Wherever the string "ForeignKeyViolation" appears in the records, return the line that holds it.

[Collected data entries]

################

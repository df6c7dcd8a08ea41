// POST /api/v1/chat/message handler

use crate::models::SendMessageRequest;
use crate::relay::{RelayOutcome, RelayRequest};
use crate::state::AppState;

use super::ApiError;

/// Validate and relay one message
///
/// A completion failure is not an error here: the outcome carries
/// `partial_success` and the original content.
pub async fn send_message(
    state: &AppState,
    request: SendMessageRequest,
) -> Result<RelayOutcome, ApiError> {
    let request = RelayRequest::parse(&request.chat_id, &request.user_id, request.content)?;
    Ok(state.relay.send_message(request).await?)
}

pub async fn send_message_handler(
    request: SendMessageRequest,
    state: AppState,
) -> Result<impl warp::Reply, warp::Rejection> {
    let outcome = send_message(&state, request).await?;
    Ok(warp::reply::json(&outcome))
}
//! AMQP transport
//!
//! Declares the durable queue, consumes with prefetch 1 and settles each
//! delivery with the disposition from [`QueueConsumer::handle`].

use futures::StreamExt;
use lapin::{
    message::Delivery,
    options::{
        BasicAckOptions, BasicConsumeOptions, BasicNackOptions, BasicQosOptions,
        QueueDeclareOptions,
    },
    types::{AMQPValue, FieldTable, LongString, ShortString},
    Channel, Connection, ConnectionProperties,
};
use tracing::{info, warn};

use super::{
    consumer::{ConsumerConfig, Disposition, QueueConsumer},
    QueueError,
};

/// Header the broker stamps on quorum-queue redeliveries
const DELIVERY_COUNT_HEADER: &str = "x-delivery-count";

/// Connect and open a channel
pub async fn connect(url: &str) -> Result<(Connection, Channel), QueueError> {
    let connection = Connection::connect(url, ConnectionProperties::default()).await?;
    let channel = connection.create_channel().await?;
    Ok((connection, channel))
}

/// Declare the work queue, plus its dead-letter queue when redeliveries are capped
///
/// A capped queue is declared as a quorum queue so the broker tracks
/// `x-delivery-count`.
pub async fn declare_queues(channel: &Channel, config: &ConsumerConfig) -> Result<(), QueueError> {
    let durable = QueueDeclareOptions {
        durable: true,
        ..QueueDeclareOptions::default()
    };

    let mut arguments = FieldTable::default();
    if config.max_redeliveries.is_some() {
        let dead_letter = config.dead_letter_queue();
        channel
            .queue_declare(&dead_letter, durable, FieldTable::default())
            .await?;

        arguments.insert(
            ShortString::from("x-queue-type"),
            AMQPValue::LongString(LongString::from("quorum")),
        );
        arguments.insert(
            ShortString::from("x-dead-letter-exchange"),
            AMQPValue::LongString(LongString::from("")),
        );
        arguments.insert(
            ShortString::from("x-dead-letter-routing-key"),
            AMQPValue::LongString(LongString::from(dead_letter.as_str())),
        );
    }

    channel
        .queue_declare(&config.queue_name, durable, arguments)
        .await?;
    Ok(())
}

/// How many times the broker has already delivered this message
///
/// Prefers the quorum-queue header; on classic queues only the
/// `redelivered` flag is available.
pub fn prior_deliveries(delivery: &Delivery) -> u32 {
    let from_header = delivery.properties.headers().as_ref().and_then(|headers| {
        headers
            .inner()
            .iter()
            .find(|(key, _)| key.as_str() == DELIVERY_COUNT_HEADER)
            .and_then(|(_, value)| header_count(value))
    });

    from_header.unwrap_or(u32::from(delivery.redelivered))
}

fn header_count(value: &AMQPValue) -> Option<u32> {
    let count = match value {
        AMQPValue::ShortShortInt(v) => i64::from(*v),
        AMQPValue::ShortShortUInt(v) => i64::from(*v),
        AMQPValue::ShortInt(v) => i64::from(*v),
        AMQPValue::ShortUInt(v) => i64::from(*v),
        AMQPValue::LongInt(v) => i64::from(*v),
        AMQPValue::LongUInt(v) => i64::from(*v),
        AMQPValue::LongLongInt(v) => *v,
        _ => return None,
    };
    u32::try_from(count).ok()
}

/// Consume until the stream ends or the process receives Ctrl-C
pub async fn run(channel: &Channel, consumer: &QueueConsumer) -> Result<(), QueueError> {
    let config = consumer.config();

    declare_queues(channel, config).await?;
    channel
        .basic_qos(config.prefetch, BasicQosOptions::default())
        .await?;

    let mut deliveries = channel
        .basic_consume(
            &config.queue_name,
            &config.consumer_tag,
            BasicConsumeOptions::default(),
            FieldTable::default(),
        )
        .await?;

    info!(queue = %config.queue_name, "Waiting for messages");

    loop {
        let next = tokio::select! {
            _ = tokio::signal::ctrl_c() => {
                info!("Shutdown signal received, stopping consumer");
                break;
            }
            next = deliveries.next() => next,
        };

        let Some(delivery) = next else {
            warn!("Consumer stream closed by broker");
            break;
        };
        let delivery = delivery?;

        let disposition = consumer.handle(&delivery.data, prior_deliveries(&delivery)).await;
        settle(&delivery, disposition).await?;
    }

    Ok(())
}

async fn settle(delivery: &Delivery, disposition: Disposition) -> Result<(), QueueError> {
    match disposition {
        Disposition::Ack => delivery.ack(BasicAckOptions::default()).await?,
        Disposition::Requeue => {
            delivery
                .nack(BasicNackOptions {
                    requeue: true,
                    ..BasicNackOptions::default()
                })
                .await?
        }
        Disposition::DeadLetter => {
            delivery
                .nack(BasicNackOptions {
                    requeue: false,
                    ..BasicNackOptions::default()
                })
                .await?
        }
    }
    Ok(())
}
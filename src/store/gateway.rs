//! The persistence gateway trait
//!
//! The relay and the HTTP handlers only ever talk to `dyn Store`, which keeps
//! the Postgres client swappable with the in-memory store in tests.

use async_trait::async_trait;
use uuid::Uuid;

use super::error::Result;
use super::types::{Chat, ChatHistory, Log, Message, NewChat, NewLog, NewMessage, NewUser, User};

#[async_trait]
pub trait Store: Send + Sync {
    /// Cheap round trip used by health checks and startup
    async fn ping(&self) -> Result<()>;

    async fn create_user(&self, user: NewUser) -> Result<User>;

    async fn get_user(&self, user_id: Uuid) -> Result<Option<User>>;

    /// Number of registered users, used to decide whether to seed
    async fn count_users(&self) -> Result<i64>;

    /// Fails with `ForeignKeyViolation` if the owning user doesn't exist
    async fn create_chat(&self, chat: NewChat) -> Result<Chat>;

    async fn get_chat(&self, chat_id: Uuid) -> Result<Option<Chat>>;

    /// Chats owned by a user, newest first
    async fn list_user_chats(&self, user_id: Uuid) -> Result<Vec<Chat>>;

    /// The chat plus its messages ordered by timestamp ascending
    async fn get_chat_history(&self, chat_id: Uuid) -> Result<Option<ChatHistory>>;

    /// Fails with `ForeignKeyViolation` if the chat or user doesn't exist
    async fn create_message(&self, message: NewMessage) -> Result<Message>;

    async fn create_log(&self, log: NewLog) -> Result<Log>;

    /// Audit rows for a chat ordered by timestamp ascending
    async fn list_chat_logs(&self, chat_id: Uuid) -> Result<Vec<Log>>;
}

################

▸ Completed exercise
    /// Fails with `ForeignKeyViolation` if the owning user doesn't exist
    /// Fails with `ForeignKeyViolation` if the chat or user doesn't exist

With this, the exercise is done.